La Maldición del Conocimiento

En esencia, cuando sabes mucho sobre un tema (en relación con el público específico con el que trabajas), tu capacidad de pensar sobre ese tema desde la perspectiva de alguien que sabe mucho menos se ve seriamente disminuida. Esta es difícil, y sin duda es una con la que yo mismo lucho. La clave aquí es observar el lenguaje corporal y escuchar realmente a tu audiencia, y, si es posible, averiguar tanto como puedas sobre tu audiencia de antemano. A menudo, damos por sentado el conocimiento que tenemos; recuerdo estar sentado con gerentes hablando sobre la validez predictiva en los procesos de selección y mencionando que las entrevistas de trabajo estructuradas tienen un valor P de alrededor de 0,5, mientras que las referencias verbales solo tienen un valor P de 0,2 como máximo. La mayoría de los gerentes con los que he trabajado tienen mucha experiencia práctica en selección, pero pocos han tenido la oportunidad de profundizar en estadísticas a nivel universitario o incluso han entendido términos relacionados con metodologías de selección, como entrevista estructurada vs. no estructurada.
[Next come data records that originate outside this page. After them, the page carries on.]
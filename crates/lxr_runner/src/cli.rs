//! CLI-based host tools backed by `pct` and `pveam`.
//!
//! Tool locations are resolved once into [`ToolPaths`] and handed to
//! [`PveCli`]. Every invocation runs under a deadline and reports failures as
//! a single [`ToolError`] carrying the rendered command, exit code and stderr.

use std::fmt;
use std::path::{Path, PathBuf};
use std::process::Stdio;
use std::time::{Duration, Instant};

use async_trait::async_trait;
use chrono::Utc;
use tokio::io::{AsyncBufReadExt, AsyncRead, BufReader};
use tokio::process::Command;
use tracing::{debug, info, warn};

use crate::error::{ToolError, ToolResult};
use crate::host::{HostTools, PushOptions, ToolOutput};

/// Upper bound on captured output per stream; older output is dropped first.
const CAPTURE_LIMIT: usize = 64 * 1024;

/// Options whose values must never reach logs or error messages.
const SECRET_OPTIONS: &[&str] = &["--password"];

/// Locations of the external tools.
#[derive(Debug, Clone, PartialEq, Eq)]
pub struct ToolPaths {
    pub pct: PathBuf,
    pub pveam: PathBuf,
}

impl ToolPaths {
    /// Look up `pct` and `pveam` on `PATH`.
    pub fn resolve() -> ToolResult<Self> {
        Ok(Self {
            pct: find_tool("pct")?,
            pveam: find_tool("pveam")?,
        })
    }
}

/// Find an executable by name on `PATH`.
pub fn find_tool(name: &str) -> ToolResult<PathBuf> {
    let not_found = || ToolError::NotFound {
        tool: name.to_string(),
    };
    let path = std::env::var_os("PATH").ok_or_else(not_found)?;

    std::env::split_paths(&path)
        .map(|dir| dir.join(name))
        .find(|candidate| is_executable(candidate))
        .ok_or_else(not_found)
}

#[cfg(unix)]
fn is_executable(path: &Path) -> bool {
    use std::os::unix::fs::PermissionsExt;

    path.metadata()
        .map(|m| m.is_file() && m.permissions().mode() & 0o111 != 0)
        .unwrap_or(false)
}

#[cfg(not(unix))]
fn is_executable(path: &Path) -> bool {
    path.is_file()
}

/// Output stream of a child process.
#[derive(Debug, Clone, Copy, PartialEq, Eq)]
pub enum LogStream {
    Stdout,
    Stderr,
}

impl fmt::Display for LogStream {
    fn fmt(&self, f: &mut fmt::Formatter<'_>) -> fmt::Result {
        match self {
            Self::Stdout => write!(f, "stdout"),
            Self::Stderr => write!(f, "stderr"),
        }
    }
}

/// CLI-based host tool options.
#[derive(Debug, Clone)]
pub struct PveCliOptions {
    /// Deadline for every command except `pct exec` (None = wait forever)
    pub command_timeout: Option<Duration>,
    /// Deadline for `pct exec` (None = wait forever)
    pub exec_timeout: Option<Duration>,
    /// Forward `pct exec` output to our own stdout/stderr while it runs
    pub stream_exec: bool,
}

impl Default for PveCliOptions {
    fn default() -> Self {
        Self {
            command_timeout: Some(Duration::from_secs(300)),
            exec_timeout: None,
            stream_exec: true,
        }
    }
}

impl PveCliOptions {
    pub fn new() -> Self {
        Self::default()
    }

    pub fn command_timeout(mut self, timeout: Option<Duration>) -> Self {
        self.command_timeout = timeout;
        self
    }

    pub fn exec_timeout(mut self, timeout: Option<Duration>) -> Self {
        self.exec_timeout = timeout;
        self
    }

    pub fn stream_exec(mut self, enabled: bool) -> Self {
        self.stream_exec = enabled;
        self
    }
}

/// Host tools implemented by shelling out to `pct` and `pveam`.
pub struct PveCli {
    paths: ToolPaths,
    options: PveCliOptions,
}

impl PveCli {
    pub fn new(paths: ToolPaths, options: PveCliOptions) -> Self {
        info!(
            "Using pct at {} and pveam at {}",
            paths.pct.display(),
            paths.pveam.display()
        );
        Self { paths, options }
    }

    pub fn paths(&self) -> &ToolPaths {
        &self.paths
    }

    async fn pct(&self, args: Vec<String>) -> ToolResult<ToolOutput> {
        run_tool(&self.paths.pct, &args, self.options.command_timeout, false).await
    }

    async fn pveam(&self, args: Vec<String>) -> ToolResult<ToolOutput> {
        run_tool(&self.paths.pveam, &args, self.options.command_timeout, false).await
    }
}

fn args<I, S>(items: I) -> Vec<String>
where
    I: IntoIterator<Item = S>,
    S: Into<String>,
{
    items.into_iter().map(Into::into).collect()
}

#[async_trait]
impl HostTools for PveCli {
    async fn create(&self, id: u32, image_key: &str, options: &[String]) -> ToolResult<()> {
        let mut cmd = args(["create".to_string(), id.to_string(), image_key.to_string()]);
        cmd.extend(options.iter().cloned());
        self.pct(cmd).await?.check()?;
        Ok(())
    }

    async fn start(&self, id: u32) -> ToolResult<()> {
        self.pct(args(["start".to_string(), id.to_string()]))
            .await?
            .check()?;
        Ok(())
    }

    async fn stop(&self, id: u32) -> ToolResult<()> {
        self.pct(args(["stop".to_string(), id.to_string()]))
            .await?
            .check()?;
        Ok(())
    }

    async fn destroy(&self, id: u32) -> ToolResult<()> {
        self.pct(args(["destroy".to_string(), id.to_string()]))
            .await?
            .check()?;
        Ok(())
    }

    async fn status(&self, id: u32) -> ToolResult<ToolOutput> {
        self.pct(args(["status".to_string(), id.to_string()])).await
    }

    async fn list(&self) -> ToolResult<String> {
        Ok(self.pct(args(["list"])).await?.check()?.stdout)
    }

    async fn push(
        &self,
        id: u32,
        local: &Path,
        remote: &str,
        options: &PushOptions,
    ) -> ToolResult<()> {
        let cmd = args([
            "push".to_string(),
            id.to_string(),
            local.to_string_lossy().into_owned(),
            remote.to_string(),
            "--perms".to_string(),
            options.perms.clone(),
            "--user".to_string(),
            options.user.clone(),
            "--group".to_string(),
            options.group.clone(),
        ]);
        self.pct(cmd).await?.check()?;
        Ok(())
    }

    async fn exec(&self, id: u32, command: &[String]) -> ToolResult<ToolOutput> {
        let mut cmd = args(["exec".to_string(), id.to_string(), "--".to_string()]);
        cmd.extend(command.iter().cloned());
        run_tool(
            &self.paths.pct,
            &cmd,
            self.options.exec_timeout,
            self.options.stream_exec,
        )
        .await
    }

    async fn image_list(&self, storage: &str) -> ToolResult<String> {
        Ok(self.pveam(args(["list", storage])).await?.check()?.stdout)
    }

    async fn image_list_online(&self, section: &str) -> ToolResult<String> {
        Ok(self
            .pveam(args(["available", "--section", section]))
            .await?
            .check()?
            .stdout)
    }

    async fn image_download(&self, storage: &str, template: &str) -> ToolResult<()> {
        info!("Downloading template {} into {}", template, storage);
        self.pveam(args(["download", storage, template]))
            .await?
            .check()?;
        Ok(())
    }
}

/// Render a command line for logs and errors, redacting secret option values.
pub fn render_command(program: &Path, args: &[String]) -> String {
    let mut words = vec![program.to_string_lossy().into_owned()];
    let mut redact_next = false;
    for arg in args {
        if redact_next {
            words.push("********".to_string());
            redact_next = false;
        } else {
            redact_next = SECRET_OPTIONS.contains(&arg.as_str());
            words.push(arg.clone());
        }
    }
    shell_words::join(words)
}

/// Run one external command to completion under an optional deadline.
///
/// The child is killed when the deadline passes or the future is dropped.
/// With `stream` set, output lines are echoed to our stdout/stderr as they
/// arrive; either way the tail of each stream is captured.
pub async fn run_tool(
    program: &Path,
    args: &[String],
    deadline: Option<Duration>,
    stream: bool,
) -> ToolResult<ToolOutput> {
    let command = render_command(program, args);
    debug!("Executing: {}", command);

    let mut child = Command::new(program)
        .args(args)
        .stdin(Stdio::null())
        .stdout(Stdio::piped())
        .stderr(Stdio::piped())
        .kill_on_drop(true)
        .spawn()
        .map_err(|source| ToolError::Spawn {
            command: command.clone(),
            source,
        })?;

    let stdout_task = child
        .stdout
        .take()
        .map(|out| tokio::spawn(capture(out, stream.then_some(LogStream::Stdout))));
    let stderr_task = child
        .stderr
        .take()
        .map(|err| tokio::spawn(capture(err, stream.then_some(LogStream::Stderr))));

    let started_at = Utc::now();
    let clock = Instant::now();

    let status = match deadline {
        Some(limit) => match tokio::time::timeout(limit, child.wait()).await {
            Ok(status) => status?,
            Err(_) => {
                warn!("Killing `{}` after {}s", command, limit.as_secs());
                if let Err(e) = child.kill().await {
                    warn!("Failed to kill `{}`: {}", command, e);
                }
                return Err(ToolError::Timeout {
                    command,
                    seconds: limit.as_secs(),
                });
            }
        },
        None => child.wait().await?,
    };

    let stdout = match stdout_task {
        Some(task) => task.await.unwrap_or_default(),
        None => String::new(),
    };
    let stderr = match stderr_task {
        Some(task) => task.await.unwrap_or_default(),
        None => String::new(),
    };

    let exit_code = status.code().unwrap_or(-1);
    debug!("`{}` exited with {} after {:?}", command, exit_code, clock.elapsed());

    Ok(ToolOutput {
        command,
        exit_code,
        stdout,
        stderr,
        started_at,
        finished_at: Utc::now(),
        duration_ms: clock.elapsed().as_millis() as u64,
    })
}

async fn capture<R>(reader: R, echo: Option<LogStream>) -> String
where
    R: AsyncRead + Unpin,
{
    let mut reader = BufReader::new(reader);
    let mut raw = Vec::new();
    let mut captured = String::new();

    loop {
        raw.clear();
        match reader.read_until(b'\n', &mut raw).await {
            Ok(0) => break,
            Ok(_) => {
                let text = String::from_utf8_lossy(&raw);
                let text: &str = &text;
                let line = text.strip_suffix('\n').unwrap_or(text);
                let line = line.strip_suffix('\r').unwrap_or(line);
                match echo {
                    Some(LogStream::Stdout) => println!("{}", line),
                    Some(LogStream::Stderr) => eprintln!("{}", line),
                    None => {}
                }
                captured.push_str(line);
                captured.push('\n');
                truncate_front(&mut captured, CAPTURE_LIMIT);
            }
            Err(e) => {
                // Keep the pipe open until EOF so the child never sees EPIPE.
                debug!("Reading child output failed: {}", e);
                if let Err(e) = tokio::io::copy(&mut reader, &mut tokio::io::sink()).await {
                    debug!("Draining child output failed: {}", e);
                }
                break;
            }
        }
    }

    captured
}

fn truncate_front(buffer: &mut String, limit: usize) {
    if buffer.len() <= limit {
        return;
    }
    let excess = buffer.len() - limit;
    let cut = buffer
        .char_indices()
        .map(|(i, _)| i)
        .find(|&i| i >= excess)
        .unwrap_or(buffer.len());
    buffer.drain(..cut);
}

#[cfg(test)]
mod tests {
    use super::*;

    #[test]
    fn test_render_command_redacts_password() {
        let rendered = render_command(
            Path::new("/usr/sbin/pct"),
            &args([
                "create",
                "100",
                "local:vztmpl/x.tar.zst",
                "--password",
                "hunter2",
                "--hostname",
                "lxc-runner-100",
            ]),
        );

        assert!(!rendered.contains("hunter2"));
        assert!(rendered.contains("--password '********'") || rendered.contains("--password ********"));
        assert!(rendered.contains("--hostname lxc-runner-100"));
    }

    #[test]
    fn test_render_command_quotes_spaces() {
        let rendered = render_command(
            Path::new("pct"),
            &args(["create", "1", "k", "--description", "GitLab LXC Runner 1"]),
        );
        assert_eq!(
            rendered,
            "pct create 1 k --description 'GitLab LXC Runner 1'"
        );
    }

    #[test]
    fn test_truncate_front_keeps_tail() {
        let mut buffer = "abcdefghij".to_string();
        truncate_front(&mut buffer, 4);
        assert_eq!(buffer, "ghij");

        let mut short = "abc".to_string();
        truncate_front(&mut short, 4);
        assert_eq!(short, "abc");
    }

    #[test]
    fn test_truncate_front_respects_char_boundaries() {
        let mut buffer = "ééé".to_string(); // 6 bytes
        truncate_front(&mut buffer, 3);
        assert_eq!(buffer, "é");
    }

    #[test]
    fn test_find_tool_missing() {
        match find_tool("definitely-not-a-real-tool-lxr") {
            Err(ToolError::NotFound { tool }) => assert_eq!(tool, "definitely-not-a-real-tool-lxr"),
            other => panic!("Expected NotFound, got {:?}", other),
        }
    }

    #[cfg(unix)]
    #[test]
    fn test_find_tool_on_path() {
        let sh = find_tool("sh").unwrap();
        assert!(sh.ends_with("sh"));
    }

    #[test]
    fn test_options_builder() {
        let options = PveCliOptions::new()
            .command_timeout(Some(Duration::from_secs(10)))
            .exec_timeout(Some(Duration::from_secs(3600)))
            .stream_exec(false);

        assert_eq!(options.command_timeout, Some(Duration::from_secs(10)));
        assert_eq!(options.exec_timeout, Some(Duration::from_secs(3600)));
        assert!(!options.stream_exec);
    }
}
Enfrentar la ‘maldición del conocimiento’ no significa menospreciar a las personas, sino dar un paso atrás y considerar la mejor manera de transmitir el mensaje de forma que el público lo reciba bien. Además, con temas que te resultan muy familiares, sugeriría repasar el tema nuevamente, recordar cómo fue abordarlo por primera vez y reflexionar sobre lo que te ayudó a comprenderlo.

Efecto de Falso Consenso

El efecto de falso consenso es el sesgo por el cual tendemos a sobreestimar el nivel de acuerdo que nuestra sugerencia o propuesta recibirá de los demás. Creo que todos hemos tropezado con esto: entrar en una reunión de equipo con una idea increíble y, dado que es tan buena, asumimos inmediatamente que los demás estarán de acuerdo con nosotros; ¿cómo no iban a hacerlo? Este efecto o sesgo ha hundido o retrasado muchas buenas ideas, y es uno al que debemos estar atentos. Una forma de enfrentarlo es hablar con las personas individualmente antes de la reunión o el evento en el que se presentará tu idea o sugerencia, sondear al equipo como individuos sobre sus opiniones. Así podrás entrar a la reunión con mayor confianza sobre el nivel de acuerdo que puedes esperar, y además habrás avisado a los participantes que vas a presentar esa idea para su consideración.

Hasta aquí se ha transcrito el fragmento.